RAW DATA:
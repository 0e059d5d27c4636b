use crate::error::{AppError, Result};
use crate::models::{ImageSlots, NewPost, Post, PostStatus, PostView};
use async_trait::async_trait;
use chrono::{DateTime, Utc};
use sqlx::{PgPool, Postgres, Transaction};

/// Image slot columns, indexed by slot
const IMAGE_COLUMNS: [&str; 4] = ["img1", "img2", "img3", "img4"];

/// Post storage.
///
/// Mutations only happen through a `PostTransaction`, so every service
/// operation is one atomic unit. Page queries run outside a transaction.
#[async_trait]
pub trait PostRepository: Send + Sync {
    async fn begin(&self) -> Result<Box<dyn PostTransaction>>;

    /// Latest ACTIVE posts of a family, newest first
    async fn find_page_by_family(
        &self,
        family_id: i64,
        user_id: i64,
        limit: i64,
    ) -> Result<Vec<PostView>>;

    /// ACTIVE posts of a family with `post_id < before_post_id`, newest first
    async fn find_page_by_family_before(
        &self,
        family_id: i64,
        user_id: i64,
        before_post_id: i64,
        limit: i64,
    ) -> Result<Vec<PostView>>;
}

/// An open unit of work. Dropping it without `commit` discards every change.
#[async_trait]
pub trait PostTransaction: Send {
    async fn insert(&mut self, post: NewPost) -> Result<Post>;

    /// Any post with this id regardless of status, locked until the end of the transaction
    async fn find_by_id(&mut self, post_id: i64) -> Result<Option<Post>>;

    async fn update_content(&mut self, post_id: i64, content: &str) -> Result<()>;

    async fn update_image(&mut self, post_id: i64, slot: usize, url: &str) -> Result<()>;

    async fn set_inactive(&mut self, post_id: i64) -> Result<()>;

    /// Recompute `count_love` from the loves table
    async fn refresh_love_count(&mut self, post_id: i64) -> Result<()>;

    /// Hydrated view of an ACTIVE post, personalized for `user_id`
    async fn find_single_view(&mut self, user_id: i64, post_id: i64) -> Result<Option<PostView>>;

    /// Returns false when the love already exists
    async fn insert_love(&mut self, post_id: i64, user_id: i64) -> Result<bool>;

    /// Returns false when there was no love to delete
    async fn delete_love(&mut self, post_id: i64, user_id: i64) -> Result<bool>;

    async fn commit(self: Box<Self>) -> Result<()>;
}

#[derive(sqlx::FromRow)]
struct PostRow {
    post_id: i64,
    writer_id: i64,
    family_id: i64,
    content: String,
    img1: Option<String>,
    img2: Option<String>,
    img3: Option<String>,
    img4: Option<String>,
    count_love: i64,
    status: PostStatus,
    created_at: DateTime<Utc>,
}

impl From<PostRow> for Post {
    fn from(row: PostRow) -> Self {
        Post {
            post_id: row.post_id,
            writer_id: row.writer_id,
            family_id: row.family_id,
            content: row.content,
            images: ImageSlots::from_columns(row.img1, row.img2, row.img3, row.img4),
            count_love: row.count_love,
            status: row.status,
            created_at: row.created_at,
        }
    }
}

#[derive(sqlx::FromRow)]
struct PostViewRow {
    post_id: i64,
    writer: String,
    profile_img: Option<String>,
    content: String,
    img1: Option<String>,
    img2: Option<String>,
    img3: Option<String>,
    img4: Option<String>,
    created_at: DateTime<Utc>,
    count_love: i64,
    loved: bool,
}

impl From<PostViewRow> for PostView {
    fn from(row: PostViewRow) -> Self {
        PostView {
            post_id: row.post_id,
            writer: row.writer,
            profile_img: row.profile_img,
            content: row.content,
            imgs: ImageSlots::from_columns(row.img1, row.img2, row.img3, row.img4),
            created_at: row.created_at,
            count_love: row.count_love,
            loved: row.loved,
        }
    }
}

/// PostgreSQL post repository
#[derive(Clone)]
pub struct PgPostRepository {
    pool: PgPool,
}

impl PgPostRepository {
    pub fn new(pool: PgPool) -> Self {
        Self { pool }
    }
}

#[async_trait]
impl PostRepository for PgPostRepository {
    async fn begin(&self) -> Result<Box<dyn PostTransaction>> {
        let tx = self.pool.begin().await?;
        Ok(Box::new(PgPostTransaction { tx }))
    }

    async fn find_page_by_family(
        &self,
        family_id: i64,
        user_id: i64,
        limit: i64,
    ) -> Result<Vec<PostView>> {
        let rows = sqlx::query_as::<_, PostViewRow>(
            r#"
            SELECT p.post_id, u.nickname AS writer, u.profile_img, p.content,
                   p.img1, p.img2, p.img3, p.img4, p.created_at, p.count_love,
                   EXISTS (
                       SELECT 1 FROM loves l WHERE l.post_id = p.post_id AND l.user_id = $2
                   ) AS loved
            FROM posts p
            JOIN users u ON u.user_id = p.writer_id
            WHERE p.family_id = $1 AND p.status = 'ACTIVE'
            ORDER BY p.post_id DESC
            LIMIT $3
            "#,
        )
        .bind(family_id)
        .bind(user_id)
        .bind(limit)
        .fetch_all(&self.pool)
        .await?;

        Ok(rows.into_iter().map(PostView::from).collect())
    }

    async fn find_page_by_family_before(
        &self,
        family_id: i64,
        user_id: i64,
        before_post_id: i64,
        limit: i64,
    ) -> Result<Vec<PostView>> {
        let rows = sqlx::query_as::<_, PostViewRow>(
            r#"
            SELECT p.post_id, u.nickname AS writer, u.profile_img, p.content,
                   p.img1, p.img2, p.img3, p.img4, p.created_at, p.count_love,
                   EXISTS (
                       SELECT 1 FROM loves l WHERE l.post_id = p.post_id AND l.user_id = $2
                   ) AS loved
            FROM posts p
            JOIN users u ON u.user_id = p.writer_id
            WHERE p.family_id = $1 AND p.status = 'ACTIVE' AND p.post_id < $3
            ORDER BY p.post_id DESC
            LIMIT $4
            "#,
        )
        .bind(family_id)
        .bind(user_id)
        .bind(before_post_id)
        .bind(limit)
        .fetch_all(&self.pool)
        .await?;

        Ok(rows.into_iter().map(PostView::from).collect())
    }
}

pub struct PgPostTransaction {
    tx: Transaction<'static, Postgres>,
}

#[async_trait]
impl PostTransaction for PgPostTransaction {
    async fn insert(&mut self, post: NewPost) -> Result<Post> {
        let [img1, img2, img3, img4] = [0, 1, 2, 3].map(|slot| post.images.get(slot));

        let row = sqlx::query_as::<_, PostRow>(
            r#"
            INSERT INTO posts (writer_id, family_id, content, img1, img2, img3, img4, status)
            VALUES ($1, $2, $3, $4, $5, $6, $7, 'ACTIVE')
            RETURNING post_id, writer_id, family_id, content, img1, img2, img3, img4,
                      count_love, status, created_at
            "#,
        )
        .bind(post.writer_id)
        .bind(post.family_id)
        .bind(&post.content)
        .bind(img1)
        .bind(img2)
        .bind(img3)
        .bind(img4)
        .fetch_one(&mut *self.tx)
        .await?;

        Ok(row.into())
    }

    async fn find_by_id(&mut self, post_id: i64) -> Result<Option<Post>> {
        let row = sqlx::query_as::<_, PostRow>(
            r#"
            SELECT post_id, writer_id, family_id, content, img1, img2, img3, img4,
                   count_love, status, created_at
            FROM posts
            WHERE post_id = $1
            FOR UPDATE
            "#,
        )
        .bind(post_id)
        .fetch_optional(&mut *self.tx)
        .await?;

        Ok(row.map(Post::from))
    }

    async fn update_content(&mut self, post_id: i64, content: &str) -> Result<()> {
        sqlx::query(
            r#"
            UPDATE posts
            SET content = $1, updated_at = NOW()
            WHERE post_id = $2
            "#,
        )
        .bind(content)
        .bind(post_id)
        .execute(&mut *self.tx)
        .await?;

        Ok(())
    }

    async fn update_image(&mut self, post_id: i64, slot: usize, url: &str) -> Result<()> {
        let column = IMAGE_COLUMNS
            .get(slot)
            .ok_or_else(|| AppError::BadRequest(format!("Image slot {} does not exist", slot)))?;

        let query = format!(
            "UPDATE posts SET {} = $1, updated_at = NOW() WHERE post_id = $2",
            column
        );

        sqlx::query(&query)
            .bind(url)
            .bind(post_id)
            .execute(&mut *self.tx)
            .await?;

        Ok(())
    }

    async fn set_inactive(&mut self, post_id: i64) -> Result<()> {
        sqlx::query(
            r#"
            UPDATE posts
            SET status = $1, updated_at = NOW()
            WHERE post_id = $2
            "#,
        )
        .bind(PostStatus::Inactive)
        .bind(post_id)
        .execute(&mut *self.tx)
        .await?;

        Ok(())
    }

    async fn refresh_love_count(&mut self, post_id: i64) -> Result<()> {
        sqlx::query(
            r#"
            UPDATE posts
            SET count_love = (SELECT COUNT(*) FROM loves WHERE post_id = $1)
            WHERE post_id = $1
            "#,
        )
        .bind(post_id)
        .execute(&mut *self.tx)
        .await?;

        Ok(())
    }

    async fn find_single_view(&mut self, user_id: i64, post_id: i64) -> Result<Option<PostView>> {
        let row = sqlx::query_as::<_, PostViewRow>(
            r#"
            SELECT p.post_id, u.nickname AS writer, u.profile_img, p.content,
                   p.img1, p.img2, p.img3, p.img4, p.created_at, p.count_love,
                   EXISTS (
                       SELECT 1 FROM loves l WHERE l.post_id = p.post_id AND l.user_id = $1
                   ) AS loved
            FROM posts p
            JOIN users u ON u.user_id = p.writer_id
            WHERE p.post_id = $2 AND p.status = 'ACTIVE'
            "#,
        )
        .bind(user_id)
        .bind(post_id)
        .fetch_optional(&mut *self.tx)
        .await?;

        Ok(row.map(PostView::from))
    }

    async fn insert_love(&mut self, post_id: i64, user_id: i64) -> Result<bool> {
        let result = sqlx::query(
            r#"
            INSERT INTO loves (post_id, user_id)
            VALUES ($1, $2)
            ON CONFLICT (post_id, user_id) DO NOTHING
            "#,
        )
        .bind(post_id)
        .bind(user_id)
        .execute(&mut *self.tx)
        .await?;

        Ok(result.rows_affected() > 0)
    }

    async fn delete_love(&mut self, post_id: i64, user_id: i64) -> Result<bool> {
        let result = sqlx::query(
            r#"
            DELETE FROM loves
            WHERE post_id = $1 AND user_id = $2
            "#,
        )
        .bind(post_id)
        .bind(user_id)
        .execute(&mut *self.tx)
        .await?;

        Ok(result.rows_affected() > 0)
    }

    async fn commit(self: Box<Self>) -> Result<()> {
        let this = *self;
        this.tx.commit().await?;
        Ok(())
    }
}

YOUR ASSIGNMENT: Once you find the line containing "so every service", stop: reproduce exactly that line and every line of the data before it, and nothing else.

RESULT OF THIS TASK:
repository 0e059d5d27c4636b
use crate::error::{AppError, Result};
use crate::models::{ImageSlots, NewPost, Post, PostStatus, PostView};
use async_trait::async_trait;
use chrono::{DateTime, Utc};
use sqlx::{PgPool, Postgres, Transaction};

/// Image slot columns, indexed by slot
const IMAGE_COLUMNS: [&str; 4] = ["img1", "img2", "img3", "img4"];

/// Post storage.
///
/// Mutations only happen through a `PostTransaction`, so every service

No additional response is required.